Malaysia's first Islamic digital bank, Aeon Bank, will start to operate by the end of the second quarter of this year. The bank plans to target underserved segments, mainly small businesses. We anticipate that Aeon will initially offer higher deposit rates to attract funds, a move common to all digital bank launches in the region.

We don't anticipate competition for deposit rates will intensify on the entry of a new player, given large banks have a sticky and diversified customer base.

Digital banking could improve access to Sharia-compliant digital services for small businesses. However, such banks are likely to be niche players in Malaysia's saturated banking sector. This is because market segments that are underserved by conventional banks are small.

In addition, competition from conventional banks is intense, given many of them have been ramping up lending to small businesses in search of growth and stronger margins. Large Malaysian banks have also been stepping up digital investments to improve services to this segment.

Regulations cap digital banks' operations during the foundational phase (three to five years from launch) to Malaysian ringgit (MYR) 3 billion in assets. In comparison, Maybank Islamic, the largest Islamic bank in Malaysia, has an asset base of MYR287 billion.

The Philippine push

In the Philippines, the regulator has taken steps in recent years to improve financial access in the underbanked, Muslim-majority region of Mindanao.
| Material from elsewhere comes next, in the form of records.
//! System clipboard access through the desktop's command-line tools
//! (`xclip` on X11, `wl-copy`/`wl-paste` on Wayland).

use anyhow::{Context, Result, bail};
use std::io::Write;
use std::process::{Command, Stdio};
use tracing::info;

/// Where finished artifacts are copied and prompt context is read from.
pub trait Clipboard: Send + Sync {
    fn copy(&self, text: &str) -> Result<()>;
    fn paste(&self) -> Result<String>;
}

#[derive(Debug, Clone, Copy, PartialEq, Eq)]
pub enum ClipboardBackend {
    X11,
    Wayland,
}

impl ClipboardBackend {
    /// Picks the backend for the current session, if there is a display.
    pub fn detect() -> Option<Self> {
        let wayland = std::env::var("WAYLAND_DISPLAY").is_ok()
            || std::env::var("XDG_SESSION_TYPE").is_ok_and(|s| s == "wayland");
        if wayland {
            Some(Self::Wayland)
        } else if std::env::var("DISPLAY").is_ok() {
            Some(Self::X11)
        } else {
            None
        }
    }

    fn copy_command(self) -> Command {
        match self {
            Self::X11 => {
                let mut cmd = Command::new("xclip");
                cmd.args(["-selection", "clipboard"]);
                cmd
            }
            Self::Wayland => Command::new("wl-copy"),
        }
    }

    fn paste_command(self) -> Command {
        match self {
            Self::X11 => {
                let mut cmd = Command::new("xclip");
                cmd.args(["-selection", "clipboard", "-o"]);
                cmd
            }
            Self::Wayland => {
                let mut cmd = Command::new("wl-paste");
                cmd.arg("--no-newline");
                cmd
            }
        }
    }
}

#[derive(Debug, Clone, Copy)]
pub struct SystemClipboard {
    backend: ClipboardBackend,
}

impl SystemClipboard {
    pub fn new(backend: ClipboardBackend) -> Self {
        Self { backend }
    }

    pub fn detect() -> Option<Self> {
        let backend = ClipboardBackend::detect()?;
        info!(?backend, "Using system clipboard");
        Some(Self::new(backend))
    }
}

impl Clipboard for SystemClipboard {
    fn copy(&self, text: &str) -> Result<()> {
        let mut child = self
            .backend
            .copy_command()
            .stdin(Stdio::piped())
            .spawn()
            .with_context(|| format!("failed to start {:?} clipboard tool", self.backend))?;

        // Closing stdin signals end of input to the tool.
        if let Some(mut stdin) = child.stdin.take() {
            stdin.write_all(text.as_bytes())?;
        }
        let status = child.wait()?;
        if !status.success() {
            bail!("clipboard copy exited with {}", status);
        }
        Ok(())
    }

    fn paste(&self) -> Result<String> {
        let output = self
            .backend
            .paste_command()
            .output()
            .with_context(|| format!("failed to start {:?} clipboard tool", self.backend))?;
        if !output.status.success() {
            bail!("clipboard paste exited with {}", output.status);
        }
        Ok(String::from_utf8_lossy(&output.stdout).into_owned())
    }
}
These include publishing guidelines for establishing an Islamic bank or unit, reporting requirements, management of liquidity risk, and setting up of a Sharia supervisory board.

The Philippine central bank recently granted an Islamic bank license to Card Bank, a rural bank primarily involved in microfinance. The bank launched its Islamic operations in February 2024. A window remains open for further applicants, given there are only two Islamic banks currently.

Malaysian banks that already operate in Philippines could also be interested in extending their products and services to this area. Their expertise in this field and search for higher profitability segments in the region support our view.

Consolidation Could Increase In Indonesia

In Indonesia, we forecast financing growth will slow to a still-healthy 14%-15% in local-currency terms over the next two to three years, due to higher rates. The Indonesian regulator made a surprise rate hike in April 2024 to rein in rupiah depreciation, bringing the policy rate to 6.25%.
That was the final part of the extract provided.